#### ACTION ITEM
Search each line of the data for the word "RuleFn"; copy every line where it is found.

[Dataset entries]
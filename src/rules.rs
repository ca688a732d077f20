//! Field table and the per-field match rule cascade.

use crate::analysis::{similarity, stem};
use crate::context::QueryContext;
use crate::types::{MatchType, SearchableItem, SearchOptions};
use std::borrow::Cow;

/// Reads one searchable text value out of an item.
pub type FieldAccessor = for<'a> fn(&'a SearchableItem) -> Option<Cow<'a, str>>;

/// One searchable field: a name, a relative weight and how to read it.
#[derive(Clone)]
pub struct FieldSpec {
    pub name: String,
    pub weight: f64,
    pub accessor: FieldAccessor,
}

impl FieldSpec {
    pub fn new(name: impl Into<String>, weight: f64, accessor: FieldAccessor) -> Self {
        Self {
            name: name.into(),
            weight,
            accessor,
        }
    }

    /// Lowercased value of the field, or `None` when absent or blank.
    pub fn read(&self, item: &SearchableItem) -> Option<String> {
        let value = (self.accessor)(item)?;
        let value = value.trim();
        if value.is_empty() {
            None
        } else {
            Some(value.to_lowercase())
        }
    }
}

impl std::fmt::Debug for FieldSpec {
    fn fmt(&self, f: &mut std::fmt::Formatter<'_>) -> std::fmt::Result {
        f.debug_struct("FieldSpec")
            .field("name", &self.name)
            .field("weight", &self.weight)
            .finish_non_exhaustive()
    }
}

fn name_of(item: &SearchableItem) -> Option<Cow<'_, str>> {
    item.name.as_deref().map(Cow::Borrowed)
}

fn sku_of(item: &SearchableItem) -> Option<Cow<'_, str>> {
    item.sku.as_deref().map(Cow::Borrowed)
}

fn category_of(item: &SearchableItem) -> Option<Cow<'_, str>> {
    item.category.as_deref().map(Cow::Borrowed)
}

fn description_of(item: &SearchableItem) -> Option<Cow<'_, str>> {
    item.description.as_deref().map(Cow::Borrowed)
}

fn tags_of(item: &SearchableItem) -> Option<Cow<'_, str>> {
    item.tags.as_ref().map(|tags| Cow::Owned(tags.join(" ")))
}

fn barcode_of(item: &SearchableItem) -> Option<Cow<'_, str>> {
    item.barcode.as_deref().map(Cow::Borrowed)
}

fn supplier_of(item: &SearchableItem) -> Option<Cow<'_, str>> {
    item.supplier.as_deref().map(Cow::Borrowed)
}

fn location_of(item: &SearchableItem) -> Option<Cow<'_, str>> {
    item.location.as_deref().map(Cow::Borrowed)
}

/// The built-in field table, in evaluation order.
pub fn default_fields() -> Vec<FieldSpec> {
    vec![
        FieldSpec::new("name", 10.0, name_of),
        FieldSpec::new("sku", 8.0, sku_of),
        FieldSpec::new("category", 7.0, category_of),
        FieldSpec::new("description", 6.0, description_of),
        FieldSpec::new("tags", 5.0, tags_of),
        FieldSpec::new("barcode", 5.0, barcode_of),
        FieldSpec::new("supplier", 4.0, supplier_of),
        FieldSpec::new("location", 3.0, location_of),
    ]
}

/// How a rule hit changes the item's running match type.
#[derive(Debug, Clone, Copy, PartialEq, Eq)]
pub enum Promotion {
    /// Leave the match type alone.
    Keep,
    /// Overwrite the match type.
    Force(MatchType),
    /// Replace the match type only while it is still `Partial`.
    IfPartial(MatchType),
}

impl Promotion {
    pub fn apply(self, current: MatchType) -> MatchType {
        match self {
            Promotion::Keep => current,
            Promotion::Force(match_type) => match_type,
            Promotion::IfPartial(match_type) if current == MatchType::Partial => match_type,
            Promotion::IfPartial(_) => current,
        }
    }
}

/// Outcome of a rule that fired: multiply the field weight by `multiplier`.
#[derive(Debug, Clone, Copy, PartialEq)]
pub struct RuleHit {
    pub multiplier: f64,
    pub promotion: Promotion,
}

impl RuleHit {
    fn new(multiplier: f64, promotion: Promotion) -> Self {
        Self {
            multiplier,
            promotion,
        }
    }
}

/// A lowercased field value with its stem, prepared once per field.
#[derive(Debug, Clone)]
pub struct FieldText {
    pub value: String,
    pub stemmed: String,
}

impl FieldText {
    pub fn new(value: String) -> Self {
        let stemmed = stem(&value).into_owned();
        Self { value, stemmed }
    }

    fn words(&self) -> impl Iterator<Item = &str> {
        self.value.split_whitespace()
    }

    /// Highest blended similarity between any word of the field and `target`,
    /// if it reaches `threshold`.
    fn best_fuzzy(&self, target: &str, threshold: f64) -> Option<f64> {
        self.words()
            .map(|word| similarity(word, target))
            .filter(|score| *score >= threshold)
            .fold(None, |best: Option<f64>, score| {
                Some(best.map_or(score, |b| b.max(score)))
            })
    }
}

type RuleFn = fn(&FieldText, &QueryContext, &SearchOptions) -> Option<RuleHit>;

/// A named whole-query match strategy.
#[derive(Clone, Copy)]
pub struct MatchRule {
    pub name: &'static str,
    check: RuleFn,
}

impl MatchRule {
    pub fn check(
        &self,
        field: &FieldText,
        context: &QueryContext,
        options: &SearchOptions,
    ) -> Option<RuleHit> {
        (self.check)(field, context, options)
    }
}

impl std::fmt::Debug for MatchRule {
    fn fmt(&self, f: &mut std::fmt::Formatter<'_>) -> std::fmt::Result {
        f.debug_struct("MatchRule").field("name", &self.name).finish()
    }
}

/// Whole-query rules in priority order. The first rule that fires for a field
/// is the only one that counts for it.
pub static FIELD_RULES: [MatchRule; 8] = [
    MatchRule {
        name: "exact",
        check: exact,
    },
    MatchRule {
        name: "stemmed-exact",
        check: stemmed_exact,
    },
    MatchRule {
        name: "contains",
        check: contains,
    },
    MatchRule {
        name: "stemmed-contains",
        check: stemmed_contains,
    },
    MatchRule {
        name: "contained-in-query",
        check: contained_in_query,
    },
    MatchRule {
        name: "all-terms",
        check: all_terms,
    },
    MatchRule {
        name: "synonym",
        check: synonym,
    },
    MatchRule {
        name: "word",
        check: word,
    },
];

fn exact(field: &FieldText, context: &QueryContext, _: &SearchOptions) -> Option<RuleHit> {
    (field.value == context.query).then(|| RuleHit::new(10.0, Promotion::Force(MatchType::Exact)))
}

fn stemmed_exact(field: &FieldText, context: &QueryContext, _: &SearchOptions) -> Option<RuleHit> {
    (field.stemmed == context.stemmed_query)
        .then(|| RuleHit::new(9.5, Promotion::Force(MatchType::Exact)))
}

fn contains(field: &FieldText, context: &QueryContext, _: &SearchOptions) -> Option<RuleHit> {
    field
        .value
        .contains(context.query.as_str())
        .then(|| RuleHit::new(8.0, Promotion::Keep))
}

fn stemmed_contains(field: &FieldText, context: &QueryContext, _: &SearchOptions) -> Option<RuleHit> {
    field
        .value
        .contains(context.stemmed_query.as_str())
        .then(|| RuleHit::new(7.5, Promotion::Keep))
}

/// Short fields such as a SKU or a one-word category named inside the query.
fn contained_in_query(field: &FieldText, context: &QueryContext, _: &SearchOptions) -> Option<RuleHit> {
    (field.value.chars().count() >= 3 && context.query.contains(field.value.as_str()))
        .then(|| RuleHit::new(7.0, Promotion::Keep))
}

fn all_terms(field: &FieldText, context: &QueryContext, _: &SearchOptions) -> Option<RuleHit> {
    if context.terms.len() <= 1 {
        return None;
    }
    if context.terms.iter().all(|term| field.value.contains(term.as_str())) {
        return Some(RuleHit::new(7.0, Promotion::Keep));
    }
    context
        .terms_with_stems()
        .all(|(term, stem)| field.value.contains(term) || field.value.contains(stem))
        .then(|| RuleHit::new(6.5, Promotion::Keep))
}

fn synonym(field: &FieldText, context: &QueryContext, _: &SearchOptions) -> Option<RuleHit> {
    context
        .synonyms
        .iter()
        .any(|synonym| field.value.contains(synonym.as_str()))
        .then(|| RuleHit::new(6.0, Promotion::IfPartial(MatchType::Semantic)))
}

fn word(field: &FieldText, context: &QueryContext, options: &SearchOptions) -> Option<RuleHit> {
    if field.words().any(|word| word == context.query) {
        return Some(RuleHit::new(6.0, Promotion::Keep));
    }
    if field.words().any(|word| stem(word) == context.stemmed_query.as_str()) {
        return Some(RuleHit::new(5.8, Promotion::Force(MatchType::Exact)));
    }
    field
        .best_fuzzy(&context.query, options.fuzzy_threshold)
        .map(|score| RuleHit::new(5.0 * score, Promotion::IfPartial(MatchType::Fuzzy)))
}

/// Runs the whole-query cascade and returns the first rule that fires.
pub fn first_match(
    field: &FieldText,
    context: &QueryContext,
    options: &SearchOptions,
) -> Option<(&'static MatchRule, RuleHit)> {
    FIELD_RULES
        .iter()
        .find_map(|rule| rule.check(field, context, options).map(|hit| (rule, hit)))
}

/// Per-term partial credit, additive with the cascade.
///
/// Each term contributes the first of: substring (x3), stemmed substring
/// (x2.8), best fuzzy word (x2 x similarity). Returns `None` when no term
/// contributed anything.
pub fn term_credit(
    field: &FieldText,
    context: &QueryContext,
    options: &SearchOptions,
) -> Option<RuleHit> {
    let mut multiplier = 0.0;
    let mut promotion = Promotion::Keep;
    let mut hit = false;

    for (term, stem) in context.terms_with_stems() {
        if field.value.contains(term) {
            multiplier += 3.0;
        } else if field.value.contains(stem) {
            multiplier += 2.8;
        } else if let Some(score) = field.best_fuzzy(term, options.fuzzy_threshold) {
            multiplier += 2.0 * score;
            promotion = Promotion::IfPartial(MatchType::Fuzzy);
        } else {
            continue;
        }
        hit = true;
    }

    hit.then(|| RuleHit::new(multiplier, promotion))
}

#[cfg(test)]
mod tests {
    use super::*;
    use crate::analysis::SynonymTable;

    fn context(query: &str) -> QueryContext {
        QueryContext::new(query, &SynonymTable::default())
    }

    fn fire(value: &str, query: &str) -> Option<(&'static str, f64)> {
        first_match(
            &FieldText::new(value.to_lowercase()),
            &context(query),
            &SearchOptions::default(),
        )
        .map(|(rule, hit)| (rule.name, hit.multiplier))
    }

    #[test]
    fn test_default_field_table() {
        let fields = default_fields();
        let names: Vec<&str> = fields.iter().map(|f| f.name.as_str()).collect();
        assert_eq!(
            names,
            vec!["name", "sku", "category", "description", "tags", "barcode", "supplier", "location"]
        );
        let total: f64 = fields.iter().map(|f| f.weight).sum();
        assert_eq!(total, 48.0);
    }

    #[test]
    fn test_field_read_skips_blank_and_joins_tags() {
        let item = SearchableItem::new("1").name("  ").tags(["Red", "Outdoor"]);
        let fields = default_fields();
        assert_eq!(fields[0].read(&item), None);
        assert_eq!(fields[4].read(&item).as_deref(), Some("red outdoor"));
        assert_eq!(fields[1].read(&item), None);
    }

    #[test]
    fn test_cascade_priority() {
        assert_eq!(fire("Hammer", "hammer"), Some(("exact", 10.0)));
        assert_eq!(fire("Hammer", "hammers"), Some(("stemmed-exact", 9.5)));
        assert_eq!(fire("Claw Hammer", "hammer"), Some(("contains", 8.0)));
        assert_eq!(fire("Claw Hammer", "hammers"), Some(("stemmed-contains", 7.5)));
        assert_eq!(fire("Red", "red paint"), Some(("contained-in-query", 7.0)));
        assert_eq!(fire("paint red", "red paint"), Some(("all-terms", 7.0)));
        assert_eq!(fire("painted reds", "red paints"), Some(("all-terms", 6.5)));
        assert_eq!(fire("rubber mallet", "hammer"), Some(("synonym", 6.0)));
    }

    #[test]
    fn test_short_field_is_not_contained_in_query() {
        assert_eq!(fire("ab", "abc saw"), None);
    }

    #[test]
    fn test_word_rule_fuzzy_fallback() {
        let (name, multiplier) = fire("Claw Hamer", "hammer").unwrap();
        assert_eq!(name, "word");
        assert!(multiplier > 4.0 && multiplier < 5.0);
        assert_eq!(fire("Claw Wrench", "hammer"), None);
    }

    #[test]
    fn test_word_rule_stemmed_word_forces_exact() {
        let hit = word(
            &FieldText::new("boxed nails".to_string()),
            &context("box"),
            &SearchOptions::default(),
        )
        .unwrap();
        assert_eq!(hit.multiplier, 5.8);
        assert_eq!(hit.promotion, Promotion::Force(MatchType::Exact));
    }

    #[test]
    fn test_term_credit_adds_per_term() {
        let field = FieldText::new("steel claw hammers".to_string());
        let hit = term_credit(&field, &context("claw hammer"), &SearchOptions::default()).unwrap();
        assert!((hit.multiplier - 6.0).abs() < 1e-9);

        let hit = term_credit(&field, &context("hammered"), &SearchOptions::default()).unwrap();
        assert!((hit.multiplier - 2.8).abs() < 1e-9);

        assert!(term_credit(&field, &context("paint"), &SearchOptions::default()).is_none());
    }

    #[test]
    fn test_promotion() {
        use MatchType::*;
        assert_eq!(Promotion::IfPartial(Fuzzy).apply(Partial), Fuzzy);
        assert_eq!(Promotion::IfPartial(Fuzzy).apply(Semantic), Semantic);
        assert_eq!(Promotion::Force(Exact).apply(Fuzzy), Exact);
        assert_eq!(Promotion::Keep.apply(Semantic), Semantic);
    }
}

#### WRITTEN SOLUTION
type RuleFn = fn(&FieldText, &QueryContext, &SearchOptions) -> Option<RuleHit>;
    check: RuleFn,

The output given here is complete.